Page MenuHomePhabricator

[TTI][ARM][MVE] Refine gather/scatter cost model
ClosedPublic

Authored by anwel on Mar 3 2020, 7:31 AM.

Details

Summary

This patch refines the gather/scatter cost model, but also changes the TTI function getIntrinsicInstrCost to as an additional parameter accept the instruction that is evaluated, which is needed for the gather/scatter cost evaluation.
The latter did require trivial changes in some non-ARM backends to adopt the new parameter.

Gathers can be extending, so if their result is sext or zext extended, the extend can be integrated. This ensures that in these cases the cost model looks at the type after extension and calculates the cost accordingly.
Similarly, a trunc of a value can be integrated into the scatter that stores it.

Diff Detail

Event Timeline

anwel created this revision.Mar 3 2020, 7:31 AM
RKSimon added inline comments.Mar 3 2020, 10:22 AM
llvm/include/llvm/Analysis/TargetTransformInfo.h
968–970

Please can you add the doxygen param entry?

1011–1013

Explain what I is

The fact that the cost of zext/sext's change so much with context is pretty annoying. This "per single instruction" costmodel is having trouble keeping up. We might need to eventually do something about that, come up with something better at a higher level. I'm not sure what that would look like though.

This looks like a nice improvement over what was already there.

llvm/include/llvm/Analysis/TargetTransformInfo.h
1016–1017

Is it possible to keep I last and give it a default argument of nullptr? Or does that cause other problems?

llvm/lib/Target/ARM/ARMTargetTransformInfo.cpp
897

check -> Check

907

only -> Only

921

I don't think this I->getNumUses() == 0 is needed?

llvm/test/Analysis/CostModel/ARM/mve-gather-scatter-cost.ll
177–187

Can you move these into gep_v4i16. And add a trunc to the scatters. Maybe something like:

%res6 = call <4 x i16> @llvm.masked.gather.v4i16.v4p0i16(<4 x i16*> %gep5, i32 2, <4 x i1> %mask, <4 x i16> undef)
%res6sext = sext <4 x i16> %res6 to <4 x i32>
%res6trunc = trunc <4 x i32> %res6sext to <4 x i16>
call void @llvm.masked.scatter.v4i32.v4p0i32(<4 x i16> %res6trunc, <4 x i32*> %gep5.2, i32 4, <4 x i1> %mask)

If I haven't got that wrong, those scatters should be cheap(ish). It's probably worth adding similar v4i8 and v8i8 tests in too.
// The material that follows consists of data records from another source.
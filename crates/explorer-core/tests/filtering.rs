//! Filter engine and facet counting over a small annotated dataset.

use std::collections::BTreeSet;

use explorer_core::{
    FacetOptions, FilterState, Summary, compute_counts, filter_dataset, parse_dataset,
    passes_filter,
};
use explorer_model::{Dataset, Scope, SpecialFlag, Tier};

const DOCUMENT: &str = include_str!("data/settings.json");

fn fixture() -> (Dataset, FacetOptions) {
    let dataset = parse_dataset(DOCUMENT).unwrap();
    let options = FacetOptions::derive(&dataset, &BTreeSet::new(), None);
    (dataset, options)
}

fn names(dataset: &Dataset, state: &FilterState, options: &FacetOptions) -> Vec<String> {
    filter_dataset(dataset, state, options)
        .iter()
        .map(|setting| setting.name.clone())
        .collect()
}

fn topics(values: &[&str]) -> BTreeSet<String> {
    values.iter().map(|value| value.to_string()).collect()
}

#[test]
fn options_cover_categories_and_inferred_tags() {
    let (_, options) = fixture();
    assert_eq!(options.version.as_deref(), Some("25.8"));
    assert_eq!(
        options.topics,
        vec![
            "Caching",
            "Experimental",
            "Formats",
            "Joins",
            "Limits",
            "Memory",
            "Merges",
            "Object Storage",
            "Performance",
            "Threads",
            "Toggles",
        ]
    );
    assert_eq!(
        options.tiers,
        vec![Tier::Production, Tier::Beta, Tier::Experimental]
    );
}

#[test]
fn options_follow_selected_scopes_and_version() {
    let dataset = parse_dataset(DOCUMENT).unwrap();
    let format_only = FacetOptions::derive(&dataset, &BTreeSet::from([Scope::Format]), None);
    assert_eq!(format_only.topics, vec!["Formats"]);
    assert_eq!(format_only.tiers, vec![Tier::Production]);

    let older = FacetOptions::derive(&dataset, &BTreeSet::new(), Some("25.7"));
    assert_eq!(older.tiers, vec![Tier::Production]);
}

#[test]
fn session_scenario_selects_exactly_max_threads() {
    let (dataset, options) = fixture();
    let state = FilterState {
        scopes: BTreeSet::from([Scope::Session]),
        tiers: BTreeSet::from([Tier::Production]),
        topics: topics(&["Performance"]),
        ..FilterState::default()
    };
    assert_eq!(names(&dataset, &state, &options), vec!["max_threads"]);
}

#[test]
fn phrase_absent_from_every_record_yields_nothing() {
    let (dataset, options) = fixture();
    let state = FilterState {
        query: "\"not present\"".to_string(),
        ..FilterState::default()
    };
    let result = filter_dataset(&dataset, &state, &options);
    assert!(result.is_empty());
    let counts = compute_counts(&dataset, &state, &options);
    assert_eq!(counts.visible, 0);
    assert_eq!(
        Summary {
            visible: counts.visible,
            total: counts.total
        }
        .to_string(),
        "Showing 0 of 6 settings"
    );
}

#[test]
fn quoted_phrase_and_word_must_both_match() {
    let (dataset, options) = fixture();
    let phrase = FilterState {
        query: "\"join algorithm\" used".to_string(),
        ..FilterState::default()
    };
    assert_eq!(names(&dataset, &phrase, &options), vec!["join_algorithm"]);

    let split = FilterState {
        query: "\"algorithm join\"".to_string(),
        ..FilterState::default()
    };
    assert!(names(&dataset, &split, &options).is_empty());

    let substring = FilterState {
        query: "THREAD".to_string(),
        ..FilterState::default()
    };
    assert_eq!(names(&dataset, &substring, &options), vec!["max_threads"]);
}

#[test]
fn every_topic_selected_equals_none_selected() {
    let (dataset, options) = fixture();
    let all = FilterState {
        topics: options.full_topics(),
        ..FilterState::default()
    };
    assert_eq!(
        names(&dataset, &all, &options),
        names(&dataset, &FilterState::default(), &options)
    );
}

#[test]
fn output_order_is_scope_then_dataset_order() {
    let (dataset, options) = fixture();
    assert_eq!(
        names(&dataset, &FilterState::default(), &options),
        vec![
            "max_threads",
            "join_algorithm",
            "allow_experimental_analyzer",
            "merge_max_block_size",
            "s3_disk_cache_enabled",
            "format_csv_delimiter",
        ]
    );
}

#[test]
fn reloading_gives_identical_results() {
    let (first, options) = fixture();
    let second = parse_dataset(DOCUMENT).unwrap();
    let state = FilterState {
        query: "the".to_string(),
        flags: BTreeSet::from([SpecialFlag::Cited]),
        ..FilterState::default()
    };
    assert_eq!(
        names(&first, &state, &options),
        names(&second, &state, &options)
    );
    assert_eq!(
        names(&first, &state, &options),
        vec!["max_threads", "format_csv_delimiter"]
    );
}

#[test]
fn missing_version_entry_never_passes() {
    let (dataset, options) = fixture();
    let state = FilterState {
        version: Some("25.7".to_string()),
        ..FilterState::default()
    };
    let analyzer = dataset
        .find(Scope::Session, "allow_experimental_analyzer")
        .unwrap();
    assert!(!passes_filter(analyzer, &state, &options));
    assert_eq!(filter_dataset(&dataset, &state, &options).len(), 4);
}

#[test]
fn counts_ignore_their_own_family() {
    let (dataset, options) = fixture();
    let state = FilterState {
        scopes: BTreeSet::from([Scope::Session]),
        tiers: BTreeSet::from([Tier::Beta]),
        ..FilterState::default()
    };
    let counts = compute_counts(&dataset, &state, &options);

    assert_eq!(counts.visible, 1);
    assert_eq!(counts.total, 6);
    // Tier counts keep the scope restriction but lift the tier one.
    assert_eq!(counts.tiers[&Tier::Production], 2);
    assert_eq!(counts.tiers[&Tier::Beta], 1);
    assert_eq!(counts.tiers[&Tier::Experimental], 0);
    // Scope counts lift the scope restriction but keep the tier one.
    assert_eq!(counts.scopes[&Scope::Session], 1);
    assert_eq!(counts.scopes[&Scope::MergeTree], 0);
    assert_eq!(counts.topics["Toggles"], 1);
    assert_eq!(counts.topics["Joins"], 0);
}

#[test]
fn flag_counts_track_cloud_and_citations() {
    let (dataset, options) = fixture();
    let counts = compute_counts(&dataset, &FilterState::default(), &options);
    assert_eq!(counts.flags[&SpecialFlag::Cloud], 1);
    assert_eq!(counts.flags[&SpecialFlag::Cited], 2);
    assert_eq!(counts.topics["Threads"], 1);
    assert_eq!(counts.visible, 6);
}

#[test]
fn changed_only_respects_selected_version() {
    let (dataset, options) = fixture();
    let latest = FilterState {
        changed_only: true,
        ..FilterState::default()
    };
    assert_eq!(
        names(&dataset, &latest, &options),
        vec!["join_algorithm", "allow_experimental_analyzer"]
    );
    let older = FilterState {
        changed_only: true,
        version: Some("25.7".to_string()),
        ..FilterState::default()
    };
    assert!(names(&dataset, &older, &options).is_empty());
}
//! LLM provider abstraction
//!
//! Provides a common interface for the text-generation backends that ask
//! the questions.

mod anthropic;
mod error;
mod gemini;
mod models;
mod registry;
mod types;

pub use anthropic::AnthropicService;
pub use error::{LlmError, LlmErrorKind};
pub use gemini::GeminiService;
pub use models::{all_models, ModelDef, Provider};
pub use registry::{LlmConfig, ModelRegistry};
pub use types::*;

use async_trait::async_trait;
use std::sync::Arc;

/// Common interface for LLM providers
#[async_trait]
pub trait LlmService: Send + Sync {
    /// Make a completion request
    async fn complete(&self, request: &LlmRequest) -> Result<LlmResponse, LlmError>;

    /// Get the model ID
    fn model_id(&self) -> &str;
}

/// Logging wrapper for LLM services
pub struct LoggingService {
    inner: Arc<dyn LlmService>,
    model_id: String,
}

impl LoggingService {
    pub fn new(inner: Arc<dyn LlmService>) -> Self {
        let model_id = inner.model_id().to_string();
        Self { inner, model_id }
    }
}

#[async_trait]
impl LlmService for LoggingService {
    async fn complete(&self, request: &LlmRequest) -> Result<LlmResponse, LlmError> {
        let start = std::time::Instant::now();
        let result = self.inner.complete(request).await;
        let duration = start.elapsed();

        match &result {
            Ok(response) => {
                tracing::info!(
                    model = %self.model_id,
                    duration_ms = %duration.as_millis(),
                    input_tokens = response.usage.input_tokens,
                    output_tokens = response.usage.output_tokens,
                    end_turn = response.end_turn,
                    "LLM request completed"
                );
            }
            Err(e) => {
                tracing::error!(
                    model = %self.model_id,
                    duration_ms = %duration.as_millis(),
                    error = %e.message,
                    kind = ?e.kind,
                    retryable = e.kind.is_retryable(),
                    retry_after = ?e.retry_after,
                    "LLM request failed"
                );
            }
        }

        result
    }

    fn model_id(&self) -> &str {
        &self.model_id
    }
}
samparker added inline comments.Mar 4 2020, 2:28 AM
llvm/lib/Target/ARM/ARMTargetTransformInfo.cpp
910

Could we just return the ScalarCost if this isn't true?

921

Do we really need to check the uses of a store?

anwel marked 10 inline comments as done.Mar 4 2020, 6:01 AM
anwel added inline comments.
llvm/include/llvm/Analysis/TargetTransformInfo.h
968–970

Yes, thanks for the reminder.

1016–1017

I have a slight aversion against multiple default arguments in one function, as they might lead to confusion.
I've checked though that C++ warns in this case if no VF but an instruction is passed, so as it reduces the amount of necessary changes I'll take your advice and add a default value.

llvm/lib/Target/ARM/ARMTargetTransformInfo.cpp
921

No we don't :)

anwel updated this revision to Diff 248161.Mar 4 2020, 6:05 AM
anwel marked 3 inline comments as done.

Implemented some of the changes suggested in comments.

Added the new instruction parameter to the getIntrinsicInstrCost version that only gets types, too, so the functions stay roughly in-sync and templates putting T instead of Value/Type are unaffected.

anwel updated this revision to Diff 249050.Mar 9 2020, 3:29 AM
anwel marked 4 inline comments as done.

Moved around some tests and add two more.
Also made sure that extends or truncs to 'incomplete' vector types are not considered valid candidates to be merged into the gather.

anwel added inline comments.Mar 9 2020, 3:29 AM
llvm/lib/Target/ARM/ARMTargetTransformInfo.cpp
910

Not always. A v8i16 gather that for some reason is extended to v8i32 would be checked here, too, and fail - although it's perfectly fine to build that gather

llvm/test/Analysis/CostModel/ARM/mve-gather-scatter-cost.ll
177–187

Have been moved. I moved those for v8i8, too, and created a set for v4i8.

dmgreen accepted this revision.Mar 10 2020, 3:13 AM

LGTM

llvm/include/llvm/Analysis/TargetTransformInfo.h
1025

Add an I doxygen comment again?

This revision is now accepted and ready to land.Mar 10 2020, 3:13 AM
anwel marked 2 inline comments as done.Mar 11 2020, 2:39 AM
anwel added inline comments.
llvm/include/llvm/Analysis/TargetTransformInfo.h
1025

Yes of course ;)

This revision was automatically updated to reflect the committed changes.
anwel marked an inline comment as done.